Goal of the exercise: From the top of the records below, return each line exactly, ending with the line that contains "the whole session.".

The data:
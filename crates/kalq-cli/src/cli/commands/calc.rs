//! Interactive calculator (the default command).

use anyhow::{Result, anyhow};
use kalq_core::config::Config;
use kalq_core::modes::Mode;

/// Launches the TUI, holding the log guard for the whole session.
pub fn run(config: &Config, mode_override: Option<&str>) -> Result<()> {
    let mode = mode_override
        .map(|name| {
            Mode::from_name(name).ok_or_else(|| {
                anyhow!(
                    "unknown mode '{name}' (expected standard, programmer, \
                     logic-gate, regex, or base-conversion)"
                )
            })
        })
        .transpose()?;

    let _guard = kalq_core::logging::init_file_logging(&config.log_filter)?;

    kalq_tui::run_calculator(config, mode)
}
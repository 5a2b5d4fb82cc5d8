use assert_cmd::cargo::cargo_bin_cmd;
use predicates::prelude::*;

#[test]
fn test_config_path_honors_kalq_home() {
    let home = tempfile::tempdir().unwrap();

    cargo_bin_cmd!("kalq")
        .env("KALQ_HOME", home.path())
        .args(["config", "path"])
        .assert()
        .success()
        .stdout(predicate::str::contains(home.path().to_str().unwrap()))
        .stdout(predicate::str::contains("config.toml"));
}

#[test]
fn test_config_init_creates_the_template_once() {
    let home = tempfile::tempdir().unwrap();

    cargo_bin_cmd!("kalq")
        .env("KALQ_HOME", home.path())
        .args(["config", "init"])
        .assert()
        .success()
        .stdout(predicate::str::contains("Created"));

    assert!(home.path().join("config.toml").exists());

    cargo_bin_cmd!("kalq")
        .env("KALQ_HOME", home.path())
        .args(["config", "init"])
        .assert()
        .success()
        .stdout(predicate::str::contains("already exists"));
}
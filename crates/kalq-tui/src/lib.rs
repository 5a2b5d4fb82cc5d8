//! Full-screen TUI for the kalq calculator.

pub mod expr_buffer;
pub mod render;
pub mod runtime;
pub mod selection;
pub mod state;
pub mod terminal;
pub mod update;

use std::io::{IsTerminal, stdout};

use anyhow::Result;
use kalq_core::config::Config;
use kalq_core::modes::Mode;
pub use runtime::CalcRuntime;
use tracing::info;

/// Runs the interactive calculator.
///
/// `mode_override` takes precedence over the configured start mode.
pub fn run_calculator(config: &Config, mode_override: Option<Mode>) -> Result<()> {
    // The calculator renders to stdout and needs a real terminal.
    if !stdout().is_terminal() {
        anyhow::bail!(
            "The calculator requires a terminal.\n\
             Use `kalq eval --expr '...'` for non-interactive evaluation."
        );
    }

    let mut runtime = CalcRuntime::new(config)?;
    if let Some(mode) = mode_override {
        runtime.state.engine.mode = mode;
        runtime.state.selection.clamp(mode.grid());
    }
    info!(
        mode = runtime.state.engine.mode.display_name(),
        "calculator started"
    );

    runtime.run()
}
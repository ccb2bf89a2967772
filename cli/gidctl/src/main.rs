//! gidctl (gid) - CLI for global ids
//!
//! Encodes model references as `gid://` URIs, decodes URIs and param forms,
//! and signs or verifies tokens with a shared secret.

use anyhow::Result;
use clap::Parser;

mod commands;
mod config;
mod error;
mod logging;
mod output;

use commands::Cli;

fn main() -> Result<()> {
    let cli = Cli::parse();

    if let Err(e) = cli.run() {
        error::print_error(&e);
        std::process::exit(1);
    }

    Ok(())
}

Finished task:
filename crates/kalq-cli/src/cli/commands/calc.rs
//! Interactive calculator (the default command).

use anyhow::{Result, anyhow};
use kalq_core::config::Config;
use kalq_core::modes::Mode;

/// Launches the TUI, holding the log guard for the whole session.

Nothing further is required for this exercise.